-- TASK REQUIREMENTS --
Repeat the entire listing exactly as written.

-- SOURCE INFORMATION --

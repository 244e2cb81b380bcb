use assert_cmd::Command;
use harlens_core::ConfigOverrides;
use harlens_report::{ReportMode, TRUNCATION_MARKER};
use predicates::prelude::*;
use std::path::PathBuf;
use tempfile::TempDir;

#[allow(deprecated)]
fn get_harlens_bin() -> PathBuf {
    assert_cmd::cargo::cargo_bin("harlens")
}

fn fixture(name: &str) -> PathBuf {
    PathBuf::from(env!("CARGO_MANIFEST_DIR"))
        .parent()
        .unwrap()
        .parent()
        .unwrap()
        .join("tests")
        .join("fixtures")
        .join(name)
}

/// Command isolated from any user config file or HARLENS_* variables
fn harlens(config_home: &TempDir) -> Command {
    let mut cmd = Command::new(get_harlens_bin());
    cmd.env("XDG_CONFIG_HOME", config_home.path())
        .env("HOME", config_home.path())
        .env_remove("HARLENS_SLOW_THRESHOLD_MS")
        .env_remove("HARLENS_LARGE_RESPONSE_KB")
        .env_remove("HARLENS_MAX_DETAILED_ENTRIES")
        .env_remove("HARLENS_MAX_REPORT_CHARS")
        .env_remove("HARLENS_MAX_BODY_CHARS")
        .env_remove("HARLENS_PRIORITY_DOMAINS");
    cmd
}

fn stdout_of(cmd: &mut Command) -> String {
    let output = cmd.output().unwrap();
    assert!(output.status.success(), "command failed: {:?}", output);
    String::from_utf8(output.stdout).unwrap()
}

#[test]
fn test_summary_report_totals() {
    let home = TempDir::new().unwrap();
    harlens(&home)
        .arg("analyze")
        .arg(fixture("sample.har"))
        .assert()
        .success()
        .stdout(predicate::str::starts_with("# HAR Analysis Report"))
        .stdout(predicate::str::contains("- **Total Requests:** 9"))
        .stdout(predicate::str::contains("**404:** 1"))
        .stdout(predicate::str::contains("- **First-Party Domain:** shop.example.com"))
        .stdout(predicate::str::contains("## Errors (1)"))
        .stdout(predicate::str::contains("- **Bytes saved by compression:** 800B"));
}

#[test]
fn test_cross_domain_cookie_reported() {
    let home = TempDir::new().unwrap();
    harlens(&home)
        .arg("analyze")
        .arg(fixture("sample.har"))
        .assert()
        .success()
        .stdout(predicate::str::contains("### Cross-Domain Cookies (1)"))
        .stdout(predicate::str::contains(
            "- `uid` sent to 2 domains (pixel.adtracker.io, shop.example.com), same value",
        ));
}

#[test]
fn test_plain_http_finding_once_per_domain() {
    let home = TempDir::new().unwrap();
    let report = stdout_of(harlens(&home).arg("analyze").arg(fixture("sample.har")));

    assert_eq!(
        report.matches("**HTTP (no TLS)** on legacy.example.org").count(),
        1
    );
    assert!(report.contains("**HTTP (no TLS)** on legacy.example.org (2 requests)"));
    assert!(report.contains("Bearer JWT (alg: HS256)"));
}

#[test]
fn test_forensic_detail_limit() {
    let home = TempDir::new().unwrap();
    let report = stdout_of(
        harlens(&home)
            .arg("analyze")
            .arg(fixture("sample.har"))
            .args(["--mode", "forensic", "--max-detailed-entries", "3"]),
    );

    assert!(report.starts_with("# HAR Forensic Report"));
    assert!(report.contains("## Detailed Entries (showing 3 of 9)"));
    assert!(report.contains("_... and 6 more entries not shown in detail_"));
    assert!(report.contains("## API Surface"));
    // the 404 and the slow POST outrank everything else
    let detail = &report[report.find("## Detailed Entries").unwrap()..];
    assert!(detail.contains("### 1. GET https://shop.example.com/api/products/1042"));
    assert!(detail.contains("### 2. POST https://shop.example.com/api/cart/items"));
}

#[test]
fn test_report_respects_character_budget() {
    let home = TempDir::new().unwrap();
    let report = stdout_of(
        harlens(&home)
            .arg("analyze")
            .arg(fixture("sample.har"))
            .args(["--max-report-chars", "500"]),
    );
    let report = report.trim_end_matches('\n');

    assert_eq!(report.chars().count(), 500);
    assert!(report.ends_with(TRUNCATION_MARKER.trim_start()));
}

#[test]
fn test_budget_from_environment() {
    let home = TempDir::new().unwrap();
    let report = stdout_of(
        harlens(&home)
            .env("HARLENS_MAX_REPORT_CHARS", "300")
            .arg("analyze")
            .arg(fixture("sample.har")),
    );
    assert!(report.trim_end_matches('\n').chars().count() <= 300);
}

#[test]
fn test_report_is_deterministic() {
    let home = TempDir::new().unwrap();
    let args = ["--mode", "forensic"];
    let first = stdout_of(harlens(&home).arg("analyze").arg(fixture("sample.har")).args(args));
    let second = stdout_of(harlens(&home).arg("analyze").arg(fixture("sample.har")).args(args));
    assert_eq!(first, second);
}

#[test]
fn test_malformed_capture() {
    let home = TempDir::new().unwrap();
    harlens(&home)
        .arg("analyze")
        .arg(fixture("malformed.har"))
        .assert()
        .success()
        .stdout(predicate::str::starts_with("Error parsing HAR file:"));
}

#[test]
fn test_empty_capture() {
    let home = TempDir::new().unwrap();
    harlens(&home)
        .arg("analyze")
        .arg(fixture("empty.har"))
        .assert()
        .success()
        .stdout("No entries found in HAR file\n");
}

#[test]
fn test_missing_file_fails() {
    let home = TempDir::new().unwrap();
    harlens(&home)
        .arg("analyze")
        .arg(fixture("does-not-exist.har"))
        .assert()
        .failure()
        .stderr(predicate::str::contains("Failed to read HAR file"));
}

#[test]
fn test_json_output_statistics() {
    let home = TempDir::new().unwrap();
    let output = stdout_of(
        harlens(&home)
            .args(["--format", "json", "analyze"])
            .arg(fixture("sample.har")),
    );
    let stats: serde_json::Value = serde_json::from_str(&output).unwrap();

    assert_eq!(stats["total_requests"], 9);
    let status_total: u64 = stats["status_codes"]
        .as_object()
        .unwrap()
        .values()
        .map(|v| v.as_u64().unwrap())
        .sum();
    assert_eq!(status_total, 9);
    assert_eq!(stats["status_codes"]["404"], 1);
    assert_eq!(stats["errors"]["items"][0]["status"], 404);
    assert_eq!(stats["compression"]["savings"], 800);
}

#[test]
fn test_config_file_overrides_preset() {
    let home = TempDir::new().unwrap();
    let config = home.path().join("custom.json");
    std::fs::write(&config, r#"{"max_domains": 1}"#).unwrap();

    harlens(&home)
        .arg("analyze")
        .arg(fixture("sample.har"))
        .arg("--config")
        .arg(&config)
        .assert()
        .success()
        .stdout(predicate::str::contains("## Domains (4)"))
        .stdout(predicate::str::contains("_... and 3 more domains_"));
}

#[test]
fn test_flags_win_over_config_file() {
    let home = TempDir::new().unwrap();
    let config_path = home.path().join("harlens.json");
    std::fs::write(&config_path, r#"{"max_report_chars": 100, "max_domains": 2}"#).unwrap();

    let config = harlens_cli::commands::analyze::load_config(
        ReportMode::Summary,
        Some(&config_path),
        ConfigOverrides {
            max_report_chars: Some(5000),
            ..Default::default()
        },
    )
    .unwrap();

    assert_eq!(config.max_report_chars, 5000);
    assert_eq!(config.max_domains, 2);
    assert_eq!(config.max_errors, 30);
}

#[test]
fn test_analyze_file_returns_report() {
    let config = harlens_core::ReportConfig::summary();
    let report = harlens_cli::commands::analyze::analyze_file(
        &fixture("sample.har"),
        ReportMode::Summary,
        &config,
    )
    .unwrap();
    assert!(report.contains("## Real-Time Communication"));
    assert!(report.contains("### WebSocket Connections (1)"));
}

-- ANSWER --
repository 244e2cb81b380bcb
use assert_cmd::Command;
use harlens_core::ConfigOverrides;
use harlens_report::{ReportMode, TRUNCATION_MARKER};
use predicates::prelude::*;
use std::path::PathBuf;
use tempfile::TempDir;

#[allow(deprecated)]
fn get_harlens_bin() -> PathBuf {
    assert_cmd::cargo::cargo_bin("harlens")
}

fn fixture(name: &str) -> PathBuf {
    PathBuf::from(env!("CARGO_MANIFEST_DIR"))
        .parent()
        .unwrap()
        .parent()
        .unwrap()
        .join("tests")
        .join("fixtures")
        .join(name)
}

/// Command isolated from any user config file or HARLENS_* variables
fn harlens(config_home: &TempDir) -> Command {
    let mut cmd = Command::new(get_harlens_bin());
    cmd.env("XDG_CONFIG_HOME", config_home.path())
        .env("HOME", config_home.path())
        .env_remove("HARLENS_SLOW_THRESHOLD_MS")
        .env_remove("HARLENS_LARGE_RESPONSE_KB")
        .env_remove("HARLENS_MAX_DETAILED_ENTRIES")
        .env_remove("HARLENS_MAX_REPORT_CHARS")
        .env_remove("HARLENS_MAX_BODY_CHARS")
        .env_remove("HARLENS_PRIORITY_DOMAINS");
    cmd
}

fn stdout_of(cmd: &mut Command) -> String {
    let output = cmd.output().unwrap();
    assert!(output.status.success(), "command failed: {:?}", output);
    String::from_utf8(output.stdout).unwrap()
}

#[test]
fn test_summary_report_totals() {
    let home = TempDir::new().unwrap();
    harlens(&home)
        .arg("analyze")
        .arg(fixture("sample.har"))
        .assert()
        .success()
        .stdout(predicate::str::starts_with("# HAR Analysis Report"))
        .stdout(predicate::str::contains("- **Total Requests:** 9"))
        .stdout(predicate::str::contains("**404:** 1"))
        .stdout(predicate::str::contains("- **First-Party Domain:** shop.example.com"))
        .stdout(predicate::str::contains("## Errors (1)"))
        .stdout(predicate::str::contains("- **Bytes saved by compression:** 800B"));
}

#[test]
fn test_cross_domain_cookie_reported() {
    let home = TempDir::new().unwrap();
    harlens(&home)
        .arg("analyze")
        .arg(fixture("sample.har"))
        .assert()
        .success()
        .stdout(predicate::str::contains("### Cross-Domain Cookies (1)"))
        .stdout(predicate::str::contains(
            "- `uid` sent to 2 domains (pixel.adtracker.io, shop.example.com), same value",
        ));
}

#[test]
fn test_plain_http_finding_once_per_domain() {
    let home = TempDir::new().unwrap();
    let report = stdout_of(harlens(&home).arg("analyze").arg(fixture("sample.har")));

    assert_eq!(
        report.matches("**HTTP (no TLS)** on legacy.example.org").count(),
        1
    );
    assert!(report.contains("**HTTP (no TLS)** on legacy.example.org (2 requests)"));
    assert!(report.contains("Bearer JWT (alg: HS256)"));
}

#[test]
fn test_forensic_detail_limit() {
    let home = TempDir::new().unwrap();
    let report = stdout_of(
        harlens(&home)
            .arg("analyze")
            .arg(fixture("sample.har"))
            .args(["--mode", "forensic", "--max-detailed-entries", "3"]),
    );

    assert!(report.starts_with("# HAR Forensic Report"));
    assert!(report.contains("## Detailed Entries (showing 3 of 9)"));
    assert!(report.contains("_... and 6 more entries not shown in detail_"));
    assert!(report.contains("## API Surface"));
    // the 404 and the slow POST outrank everything else
    let detail = &report[report.find("## Detailed Entries").unwrap()..];
    assert!(detail.contains("### 1. GET https://shop.example.com/api/products/1042"));
    assert!(detail.contains("### 2. POST https://shop.example.com/api/cart/items"));
}

#[test]
fn test_report_respects_character_budget() {
    let home = TempDir::new().unwrap();
    let report = stdout_of(
        harlens(&home)
            .arg("analyze")
            .arg(fixture("sample.har"))
            .args(["--max-report-chars", "500"]),
    );
    let report = report.trim_end_matches('\n');

    assert_eq!(report.chars().count(), 500);
    assert!(report.ends_with(TRUNCATION_MARKER.trim_start()));
}

#[test]
fn test_budget_from_environment() {
    let home = TempDir::new().unwrap();
    let report = stdout_of(
        harlens(&home)
            .env("HARLENS_MAX_REPORT_CHARS", "300")
            .arg("analyze")
            .arg(fixture("sample.har")),
    );
    assert!(report.trim_end_matches('\n').chars().count() <= 300);
}

#[test]
fn test_report_is_deterministic() {
    let home = TempDir::new().unwrap();
    let args = ["--mode", "forensic"];
    let first = stdout_of(harlens(&home).arg("analyze").arg(fixture("sample.har")).args(args));
    let second = stdout_of(harlens(&home).arg("analyze").arg(fixture("sample.har")).args(args));
    assert_eq!(first, second);
}

#[test]
fn test_malformed_capture() {
    let home = TempDir::new().unwrap();
    harlens(&home)
        .arg("analyze")
        .arg(fixture("malformed.har"))
        .assert()
        .success()
        .stdout(predicate::str::starts_with("Error parsing HAR file:"));
}

#[test]
fn test_empty_capture() {
    let home = TempDir::new().unwrap();
    harlens(&home)
        .arg("analyze")
        .arg(fixture("empty.har"))
        .assert()
        .success()
        .stdout("No entries found in HAR file\n");
}

#[test]
fn test_missing_file_fails() {
    let home = TempDir::new().unwrap();
    harlens(&home)
        .arg("analyze")
        .arg(fixture("does-not-exist.har"))
        .assert()
        .failure()
        .stderr(predicate::str::contains("Failed to read HAR file"));
}

#[test]
fn test_json_output_statistics() {
    let home = TempDir::new().unwrap();
    let output = stdout_of(
        harlens(&home)
            .args(["--format", "json", "analyze"])
            .arg(fixture("sample.har")),
    );
    let stats: serde_json::Value = serde_json::from_str(&output).unwrap();

    assert_eq!(stats["total_requests"], 9);
    let status_total: u64 = stats["status_codes"]
        .as_object()
        .unwrap()
        .values()
        .map(|v| v.as_u64().unwrap())
        .sum();
    assert_eq!(status_total, 9);
    assert_eq!(stats["status_codes"]["404"], 1);
    assert_eq!(stats["errors"]["items"][0]["status"], 404);
    assert_eq!(stats["compression"]["savings"], 800);
}

#[test]
fn test_config_file_overrides_preset() {
    let home = TempDir::new().unwrap();
    let config = home.path().join("custom.json");
    std::fs::write(&config, r#"{"max_domains": 1}"#).unwrap();

    harlens(&home)
        .arg("analyze")
        .arg(fixture("sample.har"))
        .arg("--config")
        .arg(&config)
        .assert()
        .success()
        .stdout(predicate::str::contains("## Domains (4)"))
        .stdout(predicate::str::contains("_... and 3 more domains_"));
}

#[test]
fn test_flags_win_over_config_file() {
    let home = TempDir::new().unwrap();
    let config_path = home.path().join("harlens.json");
    std::fs::write(&config_path, r#"{"max_report_chars": 100, "max_domains": 2}"#).unwrap();

    let config = harlens_cli::commands::analyze::load_config(
        ReportMode::Summary,
        Some(&config_path),
        ConfigOverrides {
            max_report_chars: Some(5000),
            ..Default::default()
        },
    )
    .unwrap();

    assert_eq!(config.max_report_chars, 5000);
    assert_eq!(config.max_domains, 2);
    assert_eq!(config.max_errors, 30);
}

#[test]
fn test_analyze_file_returns_report() {
    let config = harlens_core::ReportConfig::summary();
    let report = harlens_cli::commands::analyze::analyze_file(
        &fixture("sample.har"),
        ReportMode::Summary,
        &config,
    )
    .unwrap();
    assert!(report.contains("## Real-Time Communication"));
    assert!(report.contains("### WebSocket Connections (1)"));
}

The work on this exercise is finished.